В ту ночь Клео снились полипы, десятки тысяч голубых студенистых силуэтов, поднимавшихся со дна моря, вырастая и влача вверх свои жидкие телеса до тех пор, пока вода в бухте не стала напоминать пруд, наполненный лягушачьей икрой. Над водой поднимались погруженные в нее по пояс пожилые мужчины и женщины, поднимавшие иссохшие руки к ночному небу, не похожему на те небеса, которые она видела прежде. Полог тьмы, пронизанный далекими жилками белого пара, отчего-то казался влажным, а может быть, сшитым из паутины, блиставшей словно бы каплями росы. На людях этих были белые больничные халаты, завязанные на воротнике, и они смеялись или рыдали от счастья, как будто видели чудо. Немногие — один или двое — взывали о помощи. Клео узнала среди них свою усопшую мать.

Когда поверхность воды превратилась в уходящий к далекому горизонту упругий ковер, тошнотворным образом вздымавшийся и опускавшийся, следуя морскому накату, пожилые, все тысячи седых и белых голов начали в унисон выкликивать одно и то же имя.

С криком перепуганного ребенка Клео проснулась.


Ранним утром было прохладнее, и она начала короткую прогулку до пляжа Бродсэндс, чтобы пересечь мыс и дойти до бухты Элберри. Она занималась охраной и защитой морской растительности в этой бухте в течение сорока лет своей работы в Природоохранном агентстве. Возраст уже не позволял ей нырять, однако она постоянно ходила туда пешком, чтобы проконтролировать нечто другое.

Клео не следовало оставлять свой дом без сопровождения. Однако Йоланда, медсестра и сиделка, приходившая к ней три раза на дню, должна была появиться только через два часа, когда будет уже слишком жарко, чтобы выходить из дома.

Впрочем, Клео пришлось вернуться домой раньше времени: она вышла из дома, не одевшись как надо. На половине пути по Бродсэндс-роуд, проходя под заброшенными виадуками Брюнеля, под этими каменными левиафанами, до сих пор встречавшими каждый рассвет, она поняла, что на ней только белье и ночная рубашка. И побрела домой, чтобы одеться как надо, пока никто не заметил ее на улице и не вызвал «Скорую помощь». Оказавшись возле вешалки в прихожей, она увидела записку, которой как будто бы не писала, напоминавшую о том, что утром, спустившись вниз, нужно сразу же принять лекарства.

Наконец, одетая, приняв все таблетки, она оказалась на большой береговой дамбе в Бродсэндсе. Было пять утра, встающее солнце красило морскую воду головокружительной синевой, одновременно полируя небо пронзительным серебром, от которого через считаные часы могут вскипеть мозги.

Клео задержалась на берегу, наблюдая сверху за необычным образом расположившейся на песке стаей крупных хохлатых и черношеих поганок — столь странным оказалось их расположение и количество. Она протянула руку к груди, к фотоаппарату, но не нашла его, прежде всего потому, что забыла взять его — уже не впервые.

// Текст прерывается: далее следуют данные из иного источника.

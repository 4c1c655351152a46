//! Snapshot mode: take one backup, then push its statistics.

use std::sync::Arc;

use kopia_exporter_metrics::{BackupMetrics, Pusher};
use kopia_exporter_types::{extract, ExtractedMetrics, Identity};
use tracing::{info, warn};

use crate::config::{ExporterConfig, PushTarget};
use crate::tool::{run_command, CommandRunner, Kopia, Zfs};
use crate::ExporterError;

/// What to back up and where to report it.
#[derive(Debug, Clone, Default)]
pub struct SnapshotOptions {
    /// Directory handed to `kopia snapshot create`.
    pub path: String,
    /// ZFS snapshot (`pool/dataset@name`) taken before and destroyed after
    /// the backup.
    pub zfs: Option<String>,
    /// Path to record the snapshot under instead of `path`.
    pub override_source: Option<String>,
    pub job: Option<String>,
    pub pushgateway: Option<String>,
}

/// Result of a successful snapshot run.
#[derive(Debug, Clone)]
pub struct SnapshotReport {
    pub identity: Identity,
    pub target: PushTarget,
    pub metrics: ExtractedMetrics,
}

/// Drives one backup from start to push.
pub struct Snapshotter {
    runner: Arc<dyn CommandRunner>,
    pusher: Arc<dyn Pusher>,
    kopia: Kopia,
    zfs: Zfs,
}

impl Snapshotter {
    pub fn new(
        runner: Arc<dyn CommandRunner>,
        pusher: Arc<dyn Pusher>,
        kopia: Kopia,
        zfs: Zfs,
    ) -> Self {
        Self {
            runner,
            pusher,
            kopia,
            zfs,
        }
    }

    /// Take the snapshot and push its metrics.
    ///
    /// The push target is resolved before anything is invoked. A ZFS
    /// snapshot, if requested, is destroyed once kopia returns whether or
    /// not the backup succeeded.
    pub async fn run(
        &self,
        config: &ExporterConfig,
        options: &SnapshotOptions,
    ) -> Result<SnapshotReport, ExporterError> {
        let target =
            config.push_target(options.job.as_deref(), options.pushgateway.as_deref())?;

        if let Some(spec) = &options.zfs {
            info!("Creating zfs snapshot {}...", spec);
            run_command(self.runner.as_ref(), &self.zfs.create_snapshot(spec))
                .await?
                .check("create zfs snapshot")?;
        }

        info!("Creating kopia snapshot...");
        let invocation = self
            .kopia
            .create(&options.path, options.override_source.as_deref());
        let backup = run_command(self.runner.as_ref(), &invocation).await;

        if let Some(spec) = &options.zfs {
            self.destroy_zfs_snapshot(spec).await;
        }

        let output = backup?.check("create snapshot")?;
        info!("Finished creating kopia snapshot");

        let record: serde_json::Value =
            serde_json::from_str(&output.stdout).map_err(|source| ExporterError::InvalidOutput {
                source,
                stderr: output.stderr.trim_end().to_string(),
            })?;
        let metrics = extract(&record)?;

        let registry = BackupMetrics::isolated()?;
        let identity = registry
            .update_and_push(self.pusher.as_ref(), &metrics, &target.gateway, &target.job)
            .await?;
        info!("Pushed metrics to pushgateway");

        Ok(SnapshotReport {
            identity,
            target,
            metrics,
        })
    }

    async fn destroy_zfs_snapshot(&self, spec: &str) {
        info!("Destroying zfs snapshot {}...", spec);
        let result = run_command(self.runner.as_ref(), &self.zfs.destroy_snapshot(spec))
            .await
            .and_then(|output| output.check("destroy zfs snapshot"));
        if let Err(e) = result {
            warn!("{}", e);
        }
    }
}
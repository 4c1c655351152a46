//! Log output setup.

use tracing_subscriber::EnvFilter;

/// Install the global `fmt` subscriber, writing to stderr.
///
/// `RUST_LOG` wins over `default_level` when set. Calling this more than once
/// leaves the first subscriber in place.
pub fn init(default_level: &str) {
    let filter =
        EnvFilter::try_from_default_env().unwrap_or_else(|_| EnvFilter::new(default_level));

    let _ = tracing_subscriber::fmt()
        .with_env_filter(filter)
        .with_writer(std::io::stderr)
        .try_init();
}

До прошлого года она ни разу не видела, чтобы на этом месте ловили рыбу больше чем две-три эти птицы. На сей раз она насчитала двадцать штук, и все они находились на берегу. За волноломом песок пятнали своей белизной чайки… не одна тысяча. Все они безутешно взирали на море. Ни одна птица не кричала и не поднималась в воздух.

На месте пляжных навесов местный совет воздвиг платформу для наблюдения за предстоящим затмением, она также была усыпана морским птицами, погруженными в странное молчание и недвижно взиравшими на горизонт.

Как стало обычным в последние годы, пляж окаймляла широкая зеленая бахрома Himanthalia elongata, иначе ремень-травы, похожей на неприглядную мокрую шерсть и собиравшейся у края воды. Водоросли плавали на поверхности вод, почти полностью скрывая таковую на протяжении добрых пятидесяти метров. Внутри широкого одеяла неподвижной растительности, казалось, удушавшей сам прилив, она заметила застрявшую в водорослях крупную медузу-корнерота. В полосе морской травы, вытянувшейся вдоль всего берега, можно было видеть другие крупные белые диски корнеротов и ушастых аурелий, превращавших все зрелище в подобие шкуры крупного зверя, покрытой нездоровыми волдырями. Мысленным взором она видела под растительным пологом большие белые щупальца, обвивавшие неприступные зеленые плети водорослей.

А ведь когда-то вода в бухточке напоминала Средиземноморье. Офицеры флота Нельсона селились здесь, усматривая в местности подобие Гибралтара.

Клео попыталась представить себе сотни тысяч зевак, которые скоро бросятся в Торби для того, чтобы стать свидетелями грядущего космического события. Она не сомневалась в том, что людям суждено стать свидетелями зрелища, которое уже предвидели птицы, слишком испуганные для того, чтобы ловить рыбу.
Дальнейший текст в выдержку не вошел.